Costing unforeseen consequences

The law of unintended consequences all too often plagues regulatory change. I am sure the Office of Fair Trading never expected their insistence on the abolition of the maximum commission agreement to increase commission rates by over 50 per cent in the decade that followed, but that is what it did. Equally, it is doubtful that the FSA, in drafting the Retail Distribution Review, intends to make financial advice unaffordable for anyone earning less than twice national average earnings.

Against this background, providing some form of automated advice might be the only way that many advice firms can continue to service customers who do not have significant income levels. Realistically, how much is someone going to need to earn before they are prepared to write a cheque to cover the true cost of an adviser’s time, or before the level of perfect matching deductions can be made to a contract that would be sufficient to cover these costs? Even if the spectre of adviser charging is not removed from the corporate market, work place marketing has much to offer as a low cost channel.

Regular readers of this column will know that I am passionate about the benefits that new media channels, such as mobile phones, offer as an opportunity to achieve customer engagement. I also believe the wealth of knowledge that has been accumulated in the science of behavioural finance can help us assist consumers to reach more informed decisions.

One of the first providers looking to bring their new workplace savings proposition to market is Friend Provident with its ‘My Money and Me’ service, announced in early November. At the time of the launch Friends painted a picture of a proposition that will deliver group Sipp capabilities to offer wider investment choice and flexibility, access to stocks and shares, a general investment account, a range of financial planning tools and a consolidated view of investments. In addition, the service will offer a range of financial education tools extending beyond just pensions, from debt management to investment decisions.

Services like this offer the opportunity to re-engage with consumers and restore the position of trust of our industry by offering valuable insight in terms consumers can understand.
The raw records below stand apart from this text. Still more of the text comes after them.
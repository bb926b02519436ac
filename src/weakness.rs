//! 薄弱点测验组卷
//!
//! 纯函数：输入作答记录与题库，输出题目 id；除随机打乱外结果确定。

use rand::seq::SliceRandom;
use rand::Rng;
use std::collections::{HashMap, HashSet};

use crate::storage::models::{AttemptRecord, Mcq};

/// 候选池相对测验题数的放大倍数
pub const OVERSAMPLE_FACTOR: usize = 3;

#[derive(Debug, Clone, PartialEq)]
struct ChapterAccuracy<'a> {
    topic: &'a str,
    chapter: &'a str,
    accuracy: f64,
}

fn rank_chapters<'a>(attempts: &HashMap<String, AttemptRecord>, pool: &'a [Mcq]) -> Vec<ChapterAccuracy<'a>> {
    let mut stats: HashMap<(&'a str, &'a str), (u32, u32)> = HashMap::new();
    for mcq in pool {
        if let Some(attempt) = attempts.get(&mcq.id) {
            let entry = stats.entry((mcq.topic.as_str(), mcq.chapter.as_str())).or_default();
            entry.1 += 1;
            if attempt.is_correct {
                entry.0 += 1;
            }
        }
    }

    let mut ranked: Vec<ChapterAccuracy<'a>> = stats
        .into_iter()
        .map(|((topic, chapter), (correct, total))| ChapterAccuracy {
            topic,
            chapter,
            accuracy: f64::from(correct) / f64::from(total),
        })
        .collect();
    ranked.sort_by(|a, b| {
        a.accuracy
            .total_cmp(&b.accuracy)
            .then_with(|| a.chapter.cmp(b.chapter))
            .then_with(|| a.topic.cmp(b.topic))
    });
    ranked
}

/// 打乱前的候选池：按章节正确率从低到高取题，达到 3K 即停止；
/// 不足 K 时并入全部从未作答过的题，由打乱在整个题库中均匀抽取。
pub fn candidate_pool(attempts: &HashMap<String, AttemptRecord>, pool: &[Mcq], k: usize) -> Vec<String> {
    if k == 0 {
        return Vec::new();
    }
    let target = k.saturating_mul(OVERSAMPLE_FACTOR);
    let mut seen: HashSet<&str> = HashSet::new();
    let mut candidates: Vec<String> = Vec::new();

    for chapter in rank_chapters(attempts, pool) {
        if candidates.len() >= target {
            break;
        }
        for mcq in pool
            .iter()
            .filter(|m| m.topic == chapter.topic && m.chapter == chapter.chapter)
        {
            if seen.insert(mcq.id.as_str()) {
                candidates.push(mcq.id.clone());
            }
        }
    }

    if candidates.len() < k {
        for mcq in pool.iter().filter(|m| !attempts.contains_key(&m.id)) {
            if seen.insert(mcq.id.as_str()) {
                candidates.push(mcq.id.clone());
            }
        }
    }

    candidates
}

/// 组卷：候选池均匀打乱后取前 K 个，结果为 min(K, 可用题数) 个不重复 id
pub fn assemble_weakness_test<R: Rng + ?Sized>(
    attempts: &HashMap<String, AttemptRecord>,
    pool: &[Mcq],
    k: usize,
    rng: &mut R,
) -> Vec<String> {
    let mut candidates = candidate_pool(attempts, pool, k);
    candidates.shuffle(rng);
    candidates.truncate(k);
    candidates
}

#[cfg(test)]
mod tests {
    use super::*;
    use crate::storage::models::AnswerLetter;
    use chrono::Utc;
    use rand::rngs::StdRng;
    use rand::SeedableRng;

    fn mcq(id: String, chapter: &str) -> Mcq {
        Mcq {
            id,
            question: "Q?".into(),
            options: ["a".into(), "b".into(), "c".into(), "d".into()],
            answer: AnswerLetter::A,
            explanation: None,
            topic: "Pediatrics".into(),
            chapter: chapter.into(),
            source_job_id: None,
            created_at: Utc::now(),
        }
    }

    fn attempt(is_correct: bool) -> AttemptRecord {
        AttemptRecord {
            is_correct,
            selected_answer: None,
            incorrect_streak: 0,
            last_seen: None,
        }
    }

    /// A 章节 20 题（正确率 10%），B 章节 20 题（正确率 90%）
    fn two_chapters() -> (Vec<Mcq>, HashMap<String, AttemptRecord>) {
        let mut pool = Vec::new();
        let mut attempts = HashMap::new();
        for i in 0..20 {
            pool.push(mcq(format!("a{}", i), "A"));
            pool.push(mcq(format!("b{}", i), "B"));
        }
        for i in 0..10 {
            attempts.insert(format!("a{}", i), attempt(i == 0));
            attempts.insert(format!("b{}", i), attempt(i != 0));
        }
        (pool, attempts)
    }

    #[test]
    fn weakest_chapter_fills_pool_first() {
        let (pool, attempts) = two_chapters();
        let candidates = candidate_pool(&attempts, &pool, 5);

        let first_b = candidates.iter().position(|id| id.starts_with('b'));
        let last_a = candidates.iter().rposition(|id| id.starts_with('a'));
        assert_eq!(last_a, Some(19));
        assert!(first_b.map_or(true, |b| b > 19));
        // A 的 20 题已超过 3K=15，B 不再进入候选池
        assert_eq!(candidates.len(), 20);
    }

    #[test]
    fn pool_walks_further_chapters_until_oversampled() {
        let (pool, attempts) = two_chapters();
        let candidates = candidate_pool(&attempts, &pool, 10);
        assert_eq!(candidates.len(), 40);
        assert!(candidates[..20].iter().all(|id| id.starts_with('a')));
    }

    #[test]
    fn no_attempts_gives_random_test_from_pool() {
        let pool: Vec<Mcq> = (0..50).map(|i| mcq(format!("m{}", i), "General")).collect();
        let mut rng = StdRng::seed_from_u64(7);

        let ids = assemble_weakness_test(&HashMap::new(), &pool, 10, &mut rng);
        assert_eq!(ids.len(), 10);
        let unique: HashSet<_> = ids.iter().collect();
        assert_eq!(unique.len(), 10);
        assert!(ids.iter().all(|id| pool.iter().any(|m| &m.id == id)));
    }

    #[test]
    fn no_attempts_can_draw_from_the_whole_bank() {
        let pool: Vec<Mcq> = (0..50).map(|i| mcq(format!("m{}", i), "General")).collect();
        assert_eq!(candidate_pool(&HashMap::new(), &pool, 10).len(), 50);

        let mut drawn = HashSet::new();
        for seed in 0..200 {
            let ids = assemble_weakness_test(&HashMap::new(), &pool, 10, &mut StdRng::seed_from_u64(seed));
            drawn.extend(ids);
        }
        assert_eq!(drawn.len(), 50);
        assert!(drawn.contains("m49"));
    }

    #[test]
    fn small_pool_returns_everything_available() {
        let pool: Vec<Mcq> = (0..3).map(|i| mcq(format!("m{}", i), "General")).collect();
        let mut attempts = HashMap::new();
        attempts.insert("m0".to_string(), attempt(false));
        let mut rng = StdRng::seed_from_u64(1);

        let ids = assemble_weakness_test(&attempts, &pool, 20, &mut rng);
        assert_eq!(ids.len(), 3);
    }

    #[test]
    fn same_seed_same_test() {
        let (pool, attempts) = two_chapters();
        let a = assemble_weakness_test(&attempts, &pool, 5, &mut StdRng::seed_from_u64(42));
        let b = assemble_weakness_test(&attempts, &pool, 5, &mut StdRng::seed_from_u64(42));
        assert_eq!(a, b);
        assert!(a.iter().all(|id| id.starts_with('a')));
    }

    #[test]
    fn zero_size_is_empty() {
        let (pool, attempts) = two_chapters();
        assert!(candidate_pool(&attempts, &pool, 0).is_empty());
    }
}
I now firmly believe that the traditional two-thirds final salary objective is considerably below what many people will need to enjoy retirement

Friends has recently made some worthwhile changes to the member planning tools that are part of its existing online group pension services. Its e//forecaster retirement budget calculator now invites the member to consider in more detail the level of income they will be seeking in retirement, rather than simply positioning this as a percentage of salary. Questions ask how much scheme members will want or need to spend on holidays, social activities and bills, so the user can really think about their standard of living in retirement. This is then translated into gross income requirement in today’s terms. I believe this is a much more practical approach. Many people reaching retirement today are living vastly different lifestyles to their parents who 20 or 30 years ago might have been happy to live quietly in retirement. By comparison, modern retirees frequently want to travel the world on a regular basis so they need to plan for the necessary level of income to support such plans.

ased on detailed research my organisation carried out last year with specialists in later life advice, I now firmly believe that the traditional two-thirds final salary objective is considerably below what many people will need to enjoy retirement.

Alterations have also been made to Friends Provident’s attitude to risk questionnaire on its e//funds risk profiling tool, which the provider says brings the system in line with today’s expectations. The planning tools themselves have now also been positioned as part of the main member site, although to be fair not doing this previously was probably an oversight.

Over the next few months I plan to look at several of the new workplace marketing propositions that are being brought to market, both those from provider firms but also the increasing number of innovative solutions emerging from IFAs and EBCs, who are rising to the challenge of delivering solutions that will provide a far better level of consumer engagement than personal accounts can ever offer and are designed to meet the needs of employers who really care about their staff. Such services could represent the best opportunity for many adviser firms to stay engaged with customers who otherwise might find their services unaffordable in a post-RDR world, and as such offer a valuable way of advisers’ continuing to grow their businesses in the future.